Like so many of this administration’s policies, the refusal of care rule would have its most profound impact on access to reproductive health care, particularly for the millions of patients — who are disproportionately Black and Latinx — seeking options counseling and a referral for abortion in the Title X program. Under the rule, if a pregnant patient requests counseling, a nurse could refuse to provide information about abortion, leaving that patient without a complete picture of the available options. The clinic where the nurse works may not know that the patient did not receive complete counseling because, under this policy, the clinic is only permitted to ask staff members about their objections to doing their jobs once a year.

And even if the clinic learns that the nurse is refusing to provide complete options counseling to patients, the rule is so absolute that the clinic could have no option but to hire additional staff to provide the services or risk losing all its federal funding if it violates the rule. Because that is unrealistic for most clinics operating under extremely tight budgets, practically this means the clinic would likely have to cut services, diminish the quality of those services, or discontinue them altogether.

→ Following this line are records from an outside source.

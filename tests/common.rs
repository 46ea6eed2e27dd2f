#![allow(dead_code)]
use assert_cmd::{Command, cargo_bin_cmd};
use chrono::NaiveDateTime;
use std::cell::Cell;
use std::env;
use std::fs;
use std::path::PathBuf;
use timeloom::models::TimeEntry;
use timeloom::models::entry::parse_timestamp;
use timeloom::store::RecordStore;
use timeloom::utils::clock::Clock;

/// The binary, with HOME pointed at a scratch dir so no real config is read
pub fn tl() -> Command {
    let mut cmd = cargo_bin_cmd!("timeloom");
    let home = env::temp_dir().join("timeloom_test_home");
    fs::create_dir_all(&home).ok();
    cmd.env("HOME", home);
    cmd
}

/// Create a unique test data path inside the system temp dir and remove any existing file
pub fn setup_test_data(name: &str) -> String {
    let mut path: PathBuf = env::temp_dir();
    path.push(format!("{}_timeloom.json", name));
    let data_path = path.to_string_lossy().to_string();
    fs::remove_file(&data_path).ok();
    fs::remove_file(path.with_extension("log")).ok();
    data_path
}

/// Create a temporary output file path inside tempdir and ensure it's removed
pub fn temp_out(name: &str, ext: &str) -> String {
    let mut path: PathBuf = env::temp_dir();
    path.push(format!("{}_out.{}", name, ext));
    let p = path.to_string_lossy().to_string();
    fs::remove_file(&p).ok();
    p
}

pub fn ts(s: &str) -> NaiveDateTime {
    parse_timestamp(s).expect("valid timestamp")
}

/// A completed entry between two `YYYY-MM-DD HH:MM:SS` timestamps
pub fn entry(task: &str, category: &str, start: &str, end: &str) -> TimeEntry {
    TimeEntry::running(task, category, ts(start)).completed_at(ts(end))
}

/// Three entries over two categories: Work 90 + 30 minutes, Study 45 minutes
pub fn sample_entries() -> Vec<TimeEntry> {
    vec![
        entry("Write report", "Work", "2025-09-01 09:00:00", "2025-09-01 10:30:00"),
        entry("Read book", "Study", "2025-09-01 20:00:00", "2025-09-01 20:45:00"),
        entry("Emails", "Work", "2025-09-02 08:00:00", "2025-09-02 08:30:00"),
    ]
}

/// Write the sample dataset to `data_path`
pub fn init_data_with_entries(data_path: &str) -> RecordStore {
    let store = RecordStore::new(data_path);
    store.save(&sample_entries()).expect("save sample data");
    store
}

/// Clock the test moves by hand
pub struct ManualClock {
    now: Cell<NaiveDateTime>,
}

impl ManualClock {
    pub fn at(s: &str) -> Self {
        Self {
            now: Cell::new(ts(s)),
        }
    }

    pub fn advance_secs(&self, secs: i64) {
        self.now.set(self.now.get() + chrono::Duration::seconds(secs));
    }
}

impl Clock for ManualClock {
    fn now(&self) -> NaiveDateTime {
        self.now.get()
    }
}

The refusal of care rule’s failure to account for patients’ wellbeing not only flies in the face of everything the Title X program stands for, it also undermines basic principles of medical ethics and informed consent.

The ACLU and NYCLU brought this challenge with two organizations who have been leaders in this fight: the National Family Planning & Reproductive Health Association (NFPRHA), the lead national advocacy organization for the Title X family planning program representing hundreds of health care providers across the country; and Public Health Solutions, Inc. (PHS), the largest public health nonprofit serving NYC, including tens of thousands of uninsured and underinsured New Yorkers each year. We refuse to stand by as access to health care is pushed further out of reach for this country’s most vulnerable populations.

The refusal of care rule violates the Constitution and numerous federal legal protections for patients and so the rule should be prevented from going into effect. Contrary to what this government would have you believe, the “problem” is not that people are seeking basic health care; the problem is that the Trump administration is doing everything it can to undermine access to that care as well as to embolden discrimination in the process.